Where the plains meet the foothills of Boulder, Colorado, architect E.J. Meade designs a modern dwelling in concert with its surroundings
After interviewing several architects to help them design a new home, a couple from Boulder, Colorado, invited several members from one of the front-running firms to visit the site. As the group settled for a picnic on a patch of lawn facing the Flatirons, the homeowner remarked, “This happens to be my favorite spot on the whole property.”
“Then this is where we should not build the house,” replied architect E.J. Meade, principal of Boulder-based Arch11, Inc. Of this unexpected response, Meade explains, “I believe we should all have the restraint to preserve the best places.”
The architect’s design philosophy resonated with his prospective clients. “We felt like we really communicated,” the homeowner says. “From that point on, Arch11 worked collaboratively with us and always treated us like part of the team.”
Despite its great views and location, the lot presented numerous challenges: an irregular, triangular shape, strict height restrictions from the city of Boulder, several easements, and a wetlands buffer zone and solar shadow restrictions that had to be respected. So Meade and his team created a computer model of the available envelope, taking the physical and regulatory limitations of the site into account. With the space mapped out, they began honing the design of the house.
“The homeowners love the outdoors, and they wanted a gateway between their town life and the mountains,” Meade says. “Initially, we talked more about the rituals of their life than about specific building features, because I wanted their house to foster the way they live day to day.”
After an old, unsalvageable A-frame that sat on the site was dismantled, Boulder builder Hammerwell, Inc. began constructing the new home. “The process was technically complex,” Meade says. “The structure is a series of steel frames designed to withstand 160-mph winds. Unlike wood, you can’t shave steel down by a quarter inch if a measurement is off, so everything had to be precisely shop-fabricated and erected on the site.” The site’s proximity to the mountains added an additional challenge when the excavation crew encountered boulders “the size of a pickup truck,” according to Meade. “The project required extraordinary attention to sequencing.”
The finished 4,500-square-foot home is grounded by a spacious two-story living area with abundant windows that connect the home to its natural setting. “We wanted to weave the inside with the outside by placing windows facing the views in as many areas as possible,” Meade says. “The high-performing roof allowed us to bring the glass right up to the ceiling.”
The clean-lined kitchen—which has since won several major design awards—was configured so that the homeowners can always see the mountain ridgeline. A receding glass wall allows the room to open to—and the countertop to serve as an outdoor bar for—the adjacent open patio. “I love this corner of the house, where there’s so little distinction between inside and outside,” the homeowner says. “We have so many fine days here in Colorado, and we leave the windows and doors open every day we possibly can.”
Leading up to the bedrooms, a sculptural steel-and-glass staircase features sustainable jarrah wood treads harkening to the husband’s Australian roots, while the Texas limestone wall is a nod to the wife’s passion for rock climbing.
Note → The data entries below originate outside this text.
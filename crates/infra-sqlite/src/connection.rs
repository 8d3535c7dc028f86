// SQLite Connection Pool Setup

use crate::error::map_sqlx_error;
use restful_metrics_core::error::Result;
use sqlx::sqlite::{SqliteConnectOptions, SqliteJournalMode, SqlitePool, SqlitePoolOptions};
use std::str::FromStr;
use std::time::Duration;

/// Pool settings
#[derive(Debug, Clone)]
pub struct PoolConfig {
    pub max_connections: u32,
    /// How long a writer waits on a locked database before SQLITE_BUSY
    pub busy_timeout: Duration,
}

impl Default for PoolConfig {
    fn default() -> Self {
        Self {
            max_connections: 10,
            busy_timeout: Duration::from_secs(5),
        }
    }
}

/// Create SQLite connection pool with WAL mode and default settings
pub async fn create_pool(database_url: &str) -> Result<SqlitePool> {
    create_pool_with(database_url, &PoolConfig::default()).await
}

/// Create SQLite connection pool with WAL mode
///
/// An in-memory database lives inside a single connection, so memory URLs get
/// a pool of exactly one connection that is never recycled.
pub async fn create_pool_with(database_url: &str, config: &PoolConfig) -> Result<SqlitePool> {
    let options = SqliteConnectOptions::from_str(database_url)
        .map_err(map_sqlx_error)?
        .journal_mode(SqliteJournalMode::Wal)
        .busy_timeout(config.busy_timeout)
        .create_if_missing(true);

    let in_memory = database_url.contains(":memory:") || database_url.contains("mode=memory");

    let pool_options = if in_memory {
        SqlitePoolOptions::new()
            .max_connections(1)
            .idle_timeout(None)
            .max_lifetime(None)
    } else {
        SqlitePoolOptions::new().max_connections(config.max_connections)
    };

    let pool = pool_options
        .connect_with(options)
        .await
        .map_err(map_sqlx_error)?;

    Ok(pool)
}
// Runner constants (no magic values)
use std::time::Duration;

/// Default pause between two runner passes in periodic mode (60s)
pub const DEFAULT_RUN_INTERVAL: Duration = Duration::from_secs(60);

/// Sleep duration after a fatal queue error before the next pass (5s)
pub const ERROR_RECOVERY_SLEEP_DURATION: Duration = Duration::from_secs(5);

/// Default age after which a job lock is considered abandoned (15 minutes)
pub const DEFAULT_STALE_LOCK_WINDOW_MS: i64 = 15 * 60 * 1000;
// Request bodies for the tracking API

use restful_metrics_core::domain::{MetricValue, Scalar};
use serde::Serialize;

/// Top-level body: `{"metric": {...}}` or `{"compound_metric": {...}}`
#[derive(Debug, Serialize)]
#[serde(rename_all = "snake_case")]
pub(crate) enum Envelope<'a> {
    Metric(StandardMetric<'a>),
    CompoundMetric(CompoundMetric<'a>),
}

#[derive(Debug, Serialize)]
pub(crate) struct StandardMetric<'a> {
    name: &'a str,
    value: &'a Scalar,
    #[serde(skip_serializing_if = "Option::is_none")]
    distinct_id: Option<&'a str>,
}

#[derive(Debug, Serialize)]
pub(crate) struct CompoundMetric<'a> {
    name: &'a str,
    values: &'a [Scalar],
    #[serde(skip_serializing_if = "Option::is_none")]
    distinct_id: Option<&'a str>,
}

impl<'a> Envelope<'a> {
    pub(crate) fn new(name: &'a str, value: &'a MetricValue, distinct_id: Option<&'a str>) -> Self {
        match value {
            MetricValue::Scalar(value) => Envelope::Metric(StandardMetric {
                name,
                value,
                distinct_id,
            }),
            MetricValue::Compound(values) => Envelope::CompoundMetric(CompoundMetric {
                name,
                values,
                distinct_id,
            }),
        }
    }

    /// Last path segment of the endpoint this body is posted to
    pub(crate) fn endpoint(&self) -> &'static str {
        match self {
            Envelope::Metric(_) => "metrics.json",
            Envelope::CompoundMetric(_) => "compound_metrics.json",
        }
    }
}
Retractable glass walls in the master bedroom embrace the sweeping landscape.
A green roof planted with native grasses and wildflowers tops the garage, visually connecting it with the mountain meadow behind the house. And near the patio, the original grassy plain that the homeowner loved has been left untouched. “This house is so perfectly sited, we don’t even see the neighboring homes when we’re in the living spaces,” she says. “It’s amazing to live life every day with this connection to nature.”
GREEN BY DESIGN
Although Meade applied for LEED certification almost as an afterthought, the building earned the coveted Gold status. Here, he highlights the home’s cutting-edge features:
SEAL IT UP “Sustainability starts with the envelope,” says Meade, who specified renewable-based Icynene spray-foam insulation throughout the home. “It lends structural capability to walls, prevents condensation, eliminates mold and deadens sound.” The thin, high-performing roof is composed of structural insulated panels.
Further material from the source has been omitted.